What is expected: For this exercise, please find the lines in the entries that include the word "tracing" and copy them.

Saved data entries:
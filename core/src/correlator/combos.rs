//! Combo detection.
//!
//! Two bounded-time AND-conditions are tracked:
//! - a buff conjunction: the trigger cast succeeds when every prerequisite
//!   buff was gained recently enough, each under its own window;
//! - an attack chain: an opener attack on a target followed by the
//!   reaction debuff on that target within a short window credits the
//!   attacker.

use chrono::NaiveDateTime;
use hashbrown::HashMap;

use arclog_types::{BuffComboConfig, ChainComboConfig};

use crate::breakdown::Tally;
use crate::combat_log::{EventKind, LogEvent};

#[derive(Debug, Clone)]
struct PendingChain {
    attacker: String,
    opened_at: NaiveDateTime,
}

/// Stateful detector for both combo variants.
#[derive(Debug)]
pub struct ComboTracker {
    buff_combo: BuffComboConfig,
    chain_combo: ChainComboConfig,
    /// Entity -> prerequisite label -> last time the buff was gained.
    /// Timestamps never expire on their own; they are checked and then
    /// consumed by the trigger cast.
    prereq_seen: HashMap<String, HashMap<String, NaiveDateTime>>,
    /// Target -> most recent opener attack. A newer opener on the same
    /// target overwrites the older one (last-attacker-wins, kept as-is).
    /// Bounded by the number of distinct target names; entries are never
    /// expired.
    pending_chains: HashMap<String, PendingChain>,
    buff_successes: Tally,
    chain_successes: Tally,
}

impl ComboTracker {
    pub fn new(buff_combo: BuffComboConfig, chain_combo: ChainComboConfig) -> Self {
        Self {
            buff_combo,
            chain_combo,
            prereq_seen: HashMap::new(),
            pending_chains: HashMap::new(),
            buff_successes: Tally::new(),
            chain_successes: Tally::new(),
        }
    }

    pub fn handle_event(&mut self, event: &LogEvent) {
        match event.kind {
            EventKind::BuffGained => self.on_buff(event),
            EventKind::Cast if event.label == self.buff_combo.trigger_cast => {
                self.on_trigger_cast(event)
            }
            EventKind::Attack if event.label == self.chain_combo.opener_ability => {
                self.on_opener(event)
            }
            EventKind::DebuffApplied if event.label == self.chain_combo.reaction_debuff => {
                self.on_reaction(event)
            }
            _ => {}
        }
    }

    fn on_buff(&mut self, event: &LogEvent) {
        let is_prereq = self
            .buff_combo
            .prerequisites
            .iter()
            .any(|p| p.label == event.label);
        if !is_prereq {
            return;
        }
        self.prereq_seen
            .entry(event.actor.clone())
            .or_default()
            .insert(event.label.clone(), event.timestamp);
    }

    fn on_trigger_cast(&mut self, event: &LogEvent) {
        if let Some(buffs) = self.prereq_seen.get(&event.actor) {
            let all_fresh = self.buff_combo.prerequisites.iter().all(|prereq| {
                buffs.get(&prereq.label).is_some_and(|seen| {
                    event.timestamp.signed_duration_since(*seen).num_seconds()
                        <= prereq.window_secs
                })
            });
            if all_fresh {
                tracing::debug!(player = %event.actor, combo = %self.buff_combo.name, "combo success");
                self.buff_successes.add(&event.actor, 1);
            }
        }
        // One-shot consumption: the check spends the buffs whether or not
        // the conjunction held.
        self.prereq_seen.remove(&event.actor);
    }

    fn on_opener(&mut self, event: &LogEvent) {
        let Some(target) = event.target.as_deref() else {
            return;
        };
        self.pending_chains.insert(
            target.to_string(),
            PendingChain {
                attacker: event.actor.clone(),
                opened_at: event.timestamp,
            },
        );
    }

    fn on_reaction(&mut self, event: &LogEvent) {
        // The struck entity is the chain key; a reaction with no pending
        // chain is a no-op.
        let Some(chain) = self.pending_chains.get(&event.actor) else {
            return;
        };
        let elapsed = event
            .timestamp
            .signed_duration_since(chain.opened_at)
            .num_seconds();
        if elapsed <= self.chain_combo.window_secs {
            tracing::debug!(player = %chain.attacker, combo = %self.chain_combo.name, "combo success");
            let attacker = chain.attacker.clone();
            self.chain_successes.add(&attacker, 1);
        }
    }

    pub fn buff_combo_name(&self) -> &str {
        &self.buff_combo.name
    }

    pub fn chain_combo_name(&self) -> &str {
        &self.chain_combo.name
    }

    pub fn buff_successes(&self) -> &Tally {
        &self.buff_successes
    }

    pub fn chain_successes(&self) -> &Tally {
        &self.chain_successes
    }
}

Output of the task:
                tracing::debug!(player = %event.actor, combo = %self.buff_combo.name, "combo success");
            tracing::debug!(player = %chain.attacker, combo = %self.chain_combo.name, "combo success");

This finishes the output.